Una consapevolezza su tutte: la dimensione spirituale va arricchita con gli aspetti più profondi della propria umanità, talvolta invece ingiustamente ignorati, temuti o sottovalutati. Un aiuto è venuto dal prete psicologo della diocesi di Vicenza, don Andrea Peruffo, che ha attinto anche all’esperienza della vita monastica e alla sapienza dei Padri della Chiesa. «Proviamo a organizzare tutta la nostra vita e i vari aspetti della quotidianità attorno a un centro vitale, un nucleo che tiene insieme vita psichica e spirituale – ha spiegato –. È uno sforzo continuo di ordinare le scelte secondo una logica evangelica, mentre oggi dobbiamo fare i conti con tante forze disgregatrici che ci invitano a pensare diversamente».

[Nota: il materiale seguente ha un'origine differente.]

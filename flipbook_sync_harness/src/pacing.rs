// Copyright 2026 the Flipbook Authors
// SPDX-License-Identifier: Apache-2.0 OR MIT

//! Rolling pacing metrics and grading for harness runs.

/// One cycle's worth of pacing data, fed into [`PacingTracker::observe`].
#[derive(Clone, Copy, Debug, Default, PartialEq)]
pub struct PacingSample {
    /// A frame was queued for scanout.
    pub presented: bool,
    /// The producer held the shared frame past the acquire timeout.
    pub busy: bool,
    /// Vertical blanks skipped by the wait that ended the cycle.
    pub skipped_vblanks: u64,
    /// Wall time of the whole cycle, including the vertical-blank wait, in ms.
    pub cycle_ms: f64,
}

/// Letter grade for presentation pacing.
#[derive(Clone, Copy, Debug, PartialEq, Eq, PartialOrd, Ord)]
pub enum PacingGrade {
    /// Nearly every blank carries a fresh frame.
    A,
    /// Occasional skips or busy cycles.
    B,
    /// Degraded but watchable.
    C,
    /// Frequent skips or a starved consumer.
    D,
}

impl PacingGrade {
    /// Returns a short label for reports.
    #[must_use]
    pub const fn as_str(self) -> &'static str {
        match self {
            Self::A => "A",
            Self::B => "B",
            Self::C => "C",
            Self::D => "D",
        }
    }
}

/// Aggregated report returned by [`PacingTracker::observe`].
#[derive(Clone, Copy, Debug, PartialEq)]
pub struct PacingReport {
    /// Current grade.
    pub grade: PacingGrade,
    /// Skipped vertical blanks per 1000 cycles.
    pub skip_rate_per_1000: f64,
    /// Busy cycles per 1000 cycles.
    pub busy_rate_per_1000: f64,
    /// Cycles observed.
    pub total_cycles: u64,
    /// Cycles that presented a frame.
    pub presented_cycles: u64,
    /// Vertical blanks skipped in total.
    pub skipped_vblanks: u64,
}

/// Rolling pacing tracker with a fixed-size cycle-time history.
#[derive(Debug)]
pub struct PacingTracker<const N: usize> {
    cycle_ms: [f64; N],
    cursor: usize,
    total_cycles: u64,
    presented_cycles: u64,
    busy_cycles: u64,
    skipped_vblanks: u64,
}

impl<const N: usize> Default for PacingTracker<N> {
    fn default() -> Self {
        Self::new(16.67)
    }
}

impl<const N: usize> PacingTracker<N> {
    /// Creates a tracker with `seed_ms` prefilled in the history.
    #[must_use]
    pub const fn new(seed_ms: f64) -> Self {
        Self {
            cycle_ms: [seed_ms; N],
            cursor: 0,
            total_cycles: 0,
            presented_cycles: 0,
            busy_cycles: 0,
            skipped_vblanks: 0,
        }
    }

    /// Observes one cycle and returns an updated report.
    pub fn observe(&mut self, sample: PacingSample) -> PacingReport {
        self.total_cycles = self.total_cycles.saturating_add(1);
        if N > 0 {
            self.cycle_ms[self.cursor] = sample.cycle_ms;
            self.cursor = (self.cursor + 1) % N;
        }
        if sample.presented {
            self.presented_cycles = self.presented_cycles.saturating_add(1);
        }
        if sample.busy {
            self.busy_cycles = self.busy_cycles.saturating_add(1);
        }
        self.skipped_vblanks = self.skipped_vblanks.saturating_add(sample.skipped_vblanks);
        self.report()
    }

    /// Report over everything observed so far.
    #[must_use]
    pub fn report(&self) -> PacingReport {
        let per_1000 = |count: u64| {
            if self.total_cycles == 0 {
                0.0
            } else {
                count as f64 * 1000.0 / self.total_cycles as f64
            }
        };
        let skip_rate = per_1000(self.skipped_vblanks);
        let busy_rate = per_1000(self.busy_cycles);
        PacingReport {
            grade: grade_for(skip_rate, busy_rate),
            skip_rate_per_1000: skip_rate,
            busy_rate_per_1000: busy_rate,
            total_cycles: self.total_cycles,
            presented_cycles: self.presented_cycles,
            skipped_vblanks: self.skipped_vblanks,
        }
    }

    /// Returns the cycle-time history oldest to newest.
    #[must_use]
    pub fn cycle_deltas(&self) -> [f64; N] {
        let mut out = [0.0; N];
        for (i, slot) in out.iter_mut().enumerate() {
            *slot = self.cycle_ms[(self.cursor + i) % N];
        }
        out
    }

    /// Returns an ASCII sparkline over [`cycle_deltas`](Self::cycle_deltas).
    #[must_use]
    pub fn sparkline_ascii(&self, min_ms: f64, max_ms: f64) -> String {
        const LEVELS: &[u8] = b" .:-=+*#%@";
        let span = (max_ms - min_ms).max(f64::EPSILON);
        self.cycle_deltas()
            .iter()
            .map(|ms| {
                let t = (ms.clamp(min_ms, max_ms) - min_ms) / span;
                #[expect(
                    clippy::cast_possible_truncation,
                    reason = "index is clamped to ASCII level count"
                )]
                let level = (t * (LEVELS.len() as f64 - 1.0) + 0.5) as usize;
                LEVELS[level.min(LEVELS.len() - 1)] as char
            })
            .collect()
    }
}

fn grade_for(skip_rate_per_1000: f64, busy_rate_per_1000: f64) -> PacingGrade {
    const THRESHOLDS: [(PacingGrade, f64, f64); 3] = [
        (PacingGrade::A, 1.0, 50.0),
        (PacingGrade::B, 5.0, 150.0),
        (PacingGrade::C, 15.0, 400.0),
    ];
    THRESHOLDS
        .iter()
        .find(|(_, skip, busy)| skip_rate_per_1000 < *skip && busy_rate_per_1000 < *busy)
        .map_or(PacingGrade::D, |(grade, _, _)| *grade)
}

Un primo passaggio, per il prete “trottola” a rischio di stress pastorale, è quello di saper riconoscere le proprie ferite e la guarigione da parte dell’amore del Signore. «Anche il Cristo Risorto porta in sé le tracce della passione e noi preti portiamo continuamente quelle della nostra umanità. Ma questo può rivelarsi di grande aiuto nell’entrare in sintonia con le ferite della gente e aprire un canale di ascolto». Il riconoscimento sereno dei propri limiti – hanno osservato i sacerdoti trentini, riuniti con l’arcivescovo Lauro Ti- si e il vicario per il clero don Ferruccio Furlan – può essere il punto di forza per non irrigidirsi nel formalismo o nel pessimismo, ma ripartire ogni giorno come una persona flessibile, «competente della vita», che sa ascoltare e ascoltarsi. «

Non certo un superuomo perfetto, anzi», ha sottolineato don Peruffo, sviscerando alcuni sani desideri («quello della santità in primo luogo ») da coltivare pure interiormente. E i laici stanno a guardare? «Sarebbe importante che la comunità sapesse essere balsamo per i suoi preti: non sempre noi siamo portati o abituati a farci aiutare. È un aspetto sul quale dovremo riflettere di più».

«Scopro che sono un pozzo e nel fondo di questo pozzo c’è Dio», diceva Etty Hillesum, e la capacità di scavare con fiducia dentro se stessi consente al prete di non farsi frenare dai pericoli segnalati da papa Francesco nell’Esortazione apostolica Evangelii gaudium. Il confronto fra i preti trentini, arricchito anche dalla testimonianza del prete scultore don Marco Morelli, ha evidenziato anche la forte valenza vocazionale di una testimonianza sincera della bellezza della vita sacerdotale.